Fear potentiated startle increases phospholipase D (PLD) expression/activity and PLD-linked metabotropic glutamate receptor mediated post-tetanic potentiation in rat amygdala

•In the present study, we report on presynaptic cellular mechanisms involved in fear potentiated startle long-term memory (FPS LTM) by examining downstream elements of metabotropic glutamate receptor (mGluR) signaling in the thalamic–lateral amygdala (Th–LA) synaptic pathway.•Following fear potentiated startle behavior (FPS) in rats, proteomic analyses identified a 30% decrease in amygdala aldolase A, that immunoprecipitated with amygdala anti-phospholipase D1 and D2 isoform (PLD1/2) antibodies.•Amygdala aldolase A has a reverse profile to the expression of PLD, a downstream target of mGluR signaling.•Paired (PA) group PLD expression and activity increased significantly, attesting that our hypothesis of increased PLD (in response to aldolase A reduction) is important for storage mechanisms of FPS LTM.•The fEPSPs during baseline and long-term potentiation (LTP) maintenance remain unaltered, but the PPR ratios in the PA group are reduced compared to the unpaired (UNP) confirming an increased release probability in FPS.•Neither inhibition nor stimulation of mGluR signaling via PLD affected the PA group PPR ratios suggesting that the increased probability of release coupled to the increased PLD activity may contribute to multiple vesicular release resulting in a constant PPR.•High frequency stimulation (HFS) recruits PLD signaling since the first field excitatory post synaptic potential (fEPSP) and post-tetanic potentiation (PTP) are affected following block of PLD–mGluR signaling.•These effects are similar to those mediated through mGluR7, which is co-immunoprecipitated with PLD in the PA group.•Finally, blocking PLD signaling upstream at mGluR level attenuated the associative memory mechanism underlying FPS response, underscoring the importance of PLD–mGluR in cue-induced anxiety and fear in emotional learning.

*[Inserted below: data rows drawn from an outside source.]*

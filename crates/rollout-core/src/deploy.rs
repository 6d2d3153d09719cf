//! Deploy collaborators
//!
//! The artifact deploy backend and the caller-supplied pre-deployment
//! validator. Both are external to the reconciler; it only sequences them.

use crate::error::BackendError;
use crate::types::{ArtifactRef, DeploymentRequest, Environment};
use async_trait::async_trait;
use serde::{Deserialize, Serialize};

#[cfg(test)]
use mockall::automock;

/// Container orchestration / artifact deploy API
#[cfg_attr(test, automock)]
#[async_trait]
pub trait DeployBackend: Send + Sync {
    /// Deploy `artifact` to a target slot receiving no traffic.
    /// Returns once the slot reports ready.
    async fn deploy_target(
        &self,
        environment: &Environment,
        artifact: &ArtifactRef,
    ) -> Result<(), BackendError>;

    /// Scale down and remove the target slot
    async fn remove_target(
        &self,
        environment: &Environment,
        artifact: &ArtifactRef,
    ) -> Result<(), BackendError>;

    /// Retire the previous version once `artifact` serves all traffic
    async fn retire_previous(
        &self,
        environment: &Environment,
        artifact: &ArtifactRef,
    ) -> Result<(), BackendError>;
}

/// Outcome of pre-deployment validation
#[derive(Debug, Clone, PartialEq, Eq, Default, Serialize, Deserialize)]
pub struct PrecheckReport {
    /// Whether the rollout may proceed
    pub passed: bool,
    /// Why it may not (or advisory notes when passed)
    pub reasons: Vec<String>,
}

impl PrecheckReport {
    /// Passing report
    #[inline]
    #[must_use]
    pub fn pass() -> Self {
        Self {
            passed: true,
            reasons: Vec::new(),
        }
    }

    /// Failing report
    #[inline]
    #[must_use]
    pub fn fail<I, S>(reasons: I) -> Self
    where
        I: IntoIterator<Item = S>,
        S: Into<String>,
    {
        Self {
            passed: false,
            reasons: reasons.into_iter().map(Into::into).collect(),
        }
    }

    /// Reasons joined for display
    #[must_use]
    pub fn summary(&self) -> String {
        if self.reasons.is_empty() {
            if self.passed {
                "passed".to_string()
            } else {
                "failed".to_string()
            }
        } else {
            self.reasons.join("; ")
        }
    }
}

/// Caller-supplied checks run in PRECHECK (infrastructure health,
/// dependency checks)
#[cfg_attr(test, automock)]
#[async_trait]
pub trait PreDeploymentValidator: Send + Sync {
    async fn validate(&self, request: &DeploymentRequest) -> PrecheckReport;
}

#[cfg(test)]
mod tests {
    use super::*;

    #[test]
    fn fail_collects_reasons() {
        let report = PrecheckReport::fail(["db migration pending", "quota exceeded"]);
        assert!(!report.passed);
        assert_eq!(report.summary(), "db migration pending; quota exceeded");
    }

    #[test]
    fn pass_summary() {
        assert_eq!(PrecheckReport::pass().summary(), "passed");
        assert_eq!(PrecheckReport::fail(Vec::<String>::new()).summary(), "failed");
    }

    #[tokio::test]
    async fn mock_validator_sees_request() {
        let mut validator = MockPreDeploymentValidator::new();
        validator
            .expect_validate()
            .withf(|req| req.environment.as_str() == "prod")
            .times(1)
            .returning(|_| PrecheckReport::pass());

        let request = DeploymentRequest::new("prod", "api:v2");
        assert!(validator.validate(&request).await.passed);
    }
}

Long-term memory (LTM) of fear stores activity dependent modifications that include changes in amygdala signaling. Previously, we identified an enhanced probability of release of glutamate mediated signaling to be important in rat fear potentiated startle (FPS), a well-established translational behavioral measure of fear. Here, we investigated short- and long-term synaptic plasticity in FPS involving metabotropic glutamate receptors (mGluRs) and associated downstream proteomic changes in the thalamic–lateral amygdala pathway (Th–LA). Aldolase A, an inhibitor of phospholipase D (PLD), expression was reduced, concurrent with significantly elevated PLD protein expression. Blocking the PLD–mGluR signaling significantly reduced PLD activity. While transmitter release probability increased in FPS, PLD–mGluR agonist and antagonist actions were occluded. In the unpaired group (UNP), blocking the PLD–mGluR increased while activating the receptor decreased transmitter release probability, consistent with decreased synaptic potentials during tetanic stimulation. FPS Post-tetanic potentiation (PTP) immediately following long-term potentiation (LTP) induction was significantly increased. Blocking PLD–mGluR signaling prevented PTP and reduced cumulative PTP probability but not LTP maintenance in both groups. These effects are similar to those mediated through mGluR7, which is co-immunoprecipitated with PLD in FPS. Lastly, blocking mGluR–PLD in the rat amygdala was sufficient to prevent behavioral expression of fear memory. Thus, our study in the Th–LA pathway provides the first evidence for PLD as an important target of mGluR signaling in amygdala fear-associated memory. Importantly, the PLD–mGluR provides a novel therapeutic target for treating maladaptive fear memories in posttraumatic stress and anxiety disorders.